In a previous article I discussed how the homebuilder’s margins are being squeezed by sawmills charging astronomical prices for lumber and showed that the sawmills are more strategically positioned within the vertical.
Today, I want to show that direct competitors are also better positioned. Specifically, manufactured housing or MH has barriers to supply which make its long run fundamental outlook superior to that of traditional homebuilding. In this area, I think a basket of UMH Properties (UMH) and Legacy Housing (LEGH) looks opportunistic.
Demand for housing – a tailwind for both homebuilders and MH, but MH benefits by more
Unemployment has dropped to a post-pandemic low.
From a macro-economic perspective improving employment leads to increased demand for housing. While this effect would normally be incremental and somewhat small, it is being amplified this time around by the increased ability of people to work remotely. Without being forced to cluster in big cities, demand for homes in suburbs is ramping up significantly.

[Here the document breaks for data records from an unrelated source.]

//! Generic bundles of specializable methods
//!
//! A [`Generic`] groups the methods of one class. Binding a placeholder on
//! the bundle binds it on every member that still has it unbound, and the
//! bundle's name records what is bound so far: `Cls_int32_?`.
//!
//! Bundles are plain values. [`GenericRegistry`] memoizes them by base name
//! and bindings so rebinding the same way hands back the same bundle.

use std::collections::{BTreeMap, BTreeSet, HashMap};
use std::sync::{Arc, Mutex};

use log::debug;

use crate::context::CompileContext;
use crate::error::TurboResult;
use crate::facade::Specialized;
use crate::types::{Placeholder, TypeArg};
use crate::variant::Variant;

#[derive(Debug, Clone)]
pub struct Generic {
    base: String,
    variant: Variant,
    members: BTreeMap<String, Specialized>,
}

impl Generic {
    pub fn new(base: &str, members: BTreeMap<String, Specialized>) -> Self {
        let placeholders: BTreeSet<Placeholder> = members
            .values()
            .filter(|m| !m.is_complete())
            .flat_map(|m| m.decorated().placeholders().iter().copied())
            .collect();
        Self {
            base: base.to_string(),
            variant: Variant::new(&placeholders),
            members,
        }
    }

    pub fn base(&self) -> &str {
        &self.base
    }

    /// Base name followed by each placeholder's discriminator, `?` if unbound
    pub fn name(&self) -> String {
        let placeholders: BTreeSet<Placeholder> = self
            .variant
            .bindings()
            .keys()
            .chain(self.variant.unbound())
            .copied()
            .collect();
        let mut words = vec![self.base.clone()];
        for placeholder in placeholders {
            words.push(match self.variant.arg(placeholder) {
                Some(arg) => arg.discriminator(),
                None => "?".to_string(),
            });
        }
        words.join("_")
    }

    pub fn member(&self, name: &str) -> Option<&Specialized> {
        self.members.get(name)
    }

    pub fn members(&self) -> &BTreeMap<String, Specialized> {
        &self.members
    }

    pub fn bindings(&self) -> &BTreeMap<Placeholder, TypeArg> {
        self.variant.bindings()
    }

    /// New bundle with `placeholder` bound on every member that has it unbound
    pub fn bind(&self, ctx: &CompileContext, placeholder: Placeholder, arg: impl Into<TypeArg>) -> TurboResult<Generic> {
        let arg = arg.into();
        let variant = self.variant.spinoff(placeholder, arg.clone())?;
        let mut members = BTreeMap::new();
        for (name, member) in &self.members {
            let member = match member {
                Specialized::Partial(partial) if partial.variant().unbound().contains(&placeholder) => {
                    partial.bind(ctx, placeholder, arg.clone())?
                }
                other => other.clone(),
            };
            members.insert(name.clone(), member);
        }
        Ok(Generic {
            base: self.base.clone(),
            variant,
            members,
        })
    }
}

type BundleKey = (String, Vec<(Placeholder, TypeArg)>);

/// Memo of constructed bundles keyed by base name and bindings
#[derive(Default)]
pub struct GenericRegistry {
    bundles: Mutex<HashMap<BundleKey, Arc<Generic>>>,
}

impl GenericRegistry {
    pub fn new() -> Self {
        Self::default()
    }

    fn key(generic: &Generic) -> BundleKey {
        let bindings = generic
            .bindings()
            .iter()
            .map(|(p, arg)| (*p, arg.clone()))
            .collect();
        (generic.base.clone(), bindings)
    }

    /// Register an unbound bundle, or return the one already registered
    pub fn register(&self, generic: Generic) -> Arc<Generic> {
        let mut bundles = self.bundles.lock().unwrap_or_else(|e| e.into_inner());
        bundles
            .entry(Self::key(&generic))
            .or_insert_with(|| Arc::new(generic))
            .clone()
    }

    /// Memoized [`Generic::bind`]
    pub fn bind(
        &self,
        ctx: &CompileContext,
        generic: &Generic,
        placeholder: Placeholder,
        arg: impl Into<TypeArg>,
    ) -> TurboResult<Arc<Generic>> {
        let arg = arg.into();
        let mut key = Self::key(generic);
        key.1.push((placeholder, arg.clone()));
        key.1.sort_by(|a, b| a.0.cmp(&b.0));
        let mut bundles = self.bundles.lock().unwrap_or_else(|e| e.into_inner());
        if let Some(bundle) = bundles.get(&key) {
            return Ok(bundle.clone());
        }
        let bound = Arc::new(generic.bind(ctx, placeholder, arg)?);
        debug!("New generic bundle: {}", bound.name());
        bundles.insert(key, bound.clone());
        Ok(bound)
    }

    pub fn len(&self) -> usize {
        self.bundles.lock().unwrap_or_else(|e| e.into_inner()).len()
    }

    pub fn is_empty(&self) -> bool {
        self.len() == 0
    }
}

#[cfg(test)]
mod tests {
    use super::*;
    use crate::error::TurboError;
    use crate::testing::{engine_with, FakeCompiler};
    use crate::types::ScalarType;
    use pretty_assertions::assert_eq;

    const SOURCE: &str = "
class Buffers(generic):

    @turbo(types = dict(self = dict(data = [T]), n = np.uint32, v = T, i = np.uint32))
    def fill(self, n, v):
        for i in range(n):
            self.data[i] = v

    @turbo(types = dict(self = dict(data = [T]), n = np.uint32, k = U, i = np.uint32))
    def shift(self, n):
        for i in range(n):
            self.data[i] += k
";

    fn buffers() -> (Generic, tempfile::TempDir) {
        let (engine, dir) = engine_with(FakeCompiler::new());
        let ctx = CompileContext::new();
        let _scope = ctx.no_compile();
        let mut declared = engine.declare_source(&ctx, "m", SOURCE).unwrap();
        (declared.classes.remove("Buffers").unwrap(), dir)
    }

    #[test]
    fn test_names() {
        let (generic, _dir) = buffers();
        assert_eq!(generic.name(), "Buffers_?_?");
        let ctx = CompileContext::new();
        let _scope = ctx.no_compile();
        let bound = generic.bind(&ctx, Placeholder::U, 3i64).unwrap();
        assert_eq!(bound.name(), "Buffers_?_3");
        let bound = bound.bind(&ctx, Placeholder::T, ScalarType::Float32).unwrap();
        assert_eq!(bound.name(), "Buffers_float32_3");
        assert!(bound.member("fill").unwrap().is_complete());
        assert_eq!(
            bound.member("shift").unwrap().as_complete().unwrap().function_name(),
            "shift_float32_3"
        );
    }

    #[test]
    fn test_partial_members_only_bind_what_they_have() {
        let (generic, _dir) = buffers();
        let ctx = CompileContext::new();
        let _scope = ctx.no_compile();
        let bound = generic.bind(&ctx, Placeholder::T, ScalarType::Int8).unwrap();
        assert!(bound.member("fill").unwrap().is_complete());
        assert!(!bound.member("shift").unwrap().is_complete());
        assert!(matches!(
            bound.bind(&ctx, Placeholder::T, ScalarType::Int8),
            Err(TurboError::AlreadyBound { .. })
        ));
        assert!(matches!(
            bound.bind(&ctx, Placeholder::Z, ScalarType::Int8),
            Err(TurboError::NoSuchPlaceholder { .. })
        ));
    }

    #[test]
    fn test_registry_memoizes() {
        let (generic, _dir) = buffers();
        let ctx = CompileContext::new();
        let _scope = ctx.no_compile();
        let registry = GenericRegistry::new();
        let base = registry.register(generic);
        let a = registry.bind(&ctx, &base, Placeholder::T, ScalarType::Int8).unwrap();
        let b = registry.bind(&ctx, &base, Placeholder::T, ScalarType::Int8).unwrap();
        assert!(Arc::ptr_eq(&a, &b));
        assert_eq!(registry.len(), 2);
    }
}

This demand is quite clearly beneficial for both homebuilders and manufactured housing providers. That said, the supply dynamic is, in my opinion, going to cause the manufactured housing providers to benefit far more.
Quite simply traditional home development is encouraged by the various layers of the government from local to national while MH is still somewhat restricted.
HUD (the department of Housing and Urban Development) has recently started to somewhat facilitate MH, but at the local level there is still a massive amount of NIMBY (not in my backyard) sentiment and red tape. This red tape makes new permits extremely difficult to obtain and has kept supply to a trickle.
The effects can be seen in the numbers.
Traditional housing construction has been increasing since the end of the financial crisis and post pandemic has spiked to levels not seen since the housing bubble of 2005-2006.
In other words, supply is keeping up with the increased demand when it comes to homebuilders.
Manufactured housing has had constrained supply. New MH deliveries have been around 94,000 per year for the past 3 years.
Supply of MH is not keeping up with demand for MH.
Over this time period, traditional home prices have also risen significantly but there is key difference:
The rising prices of MH are secular in nature while the rising prices of traditional homes are more cyclical in nature.
Since Manufactured housing supply is so constrained, it rarely catches up with demand while the unconstrained supply of traditional housing has a tendency to overshoot.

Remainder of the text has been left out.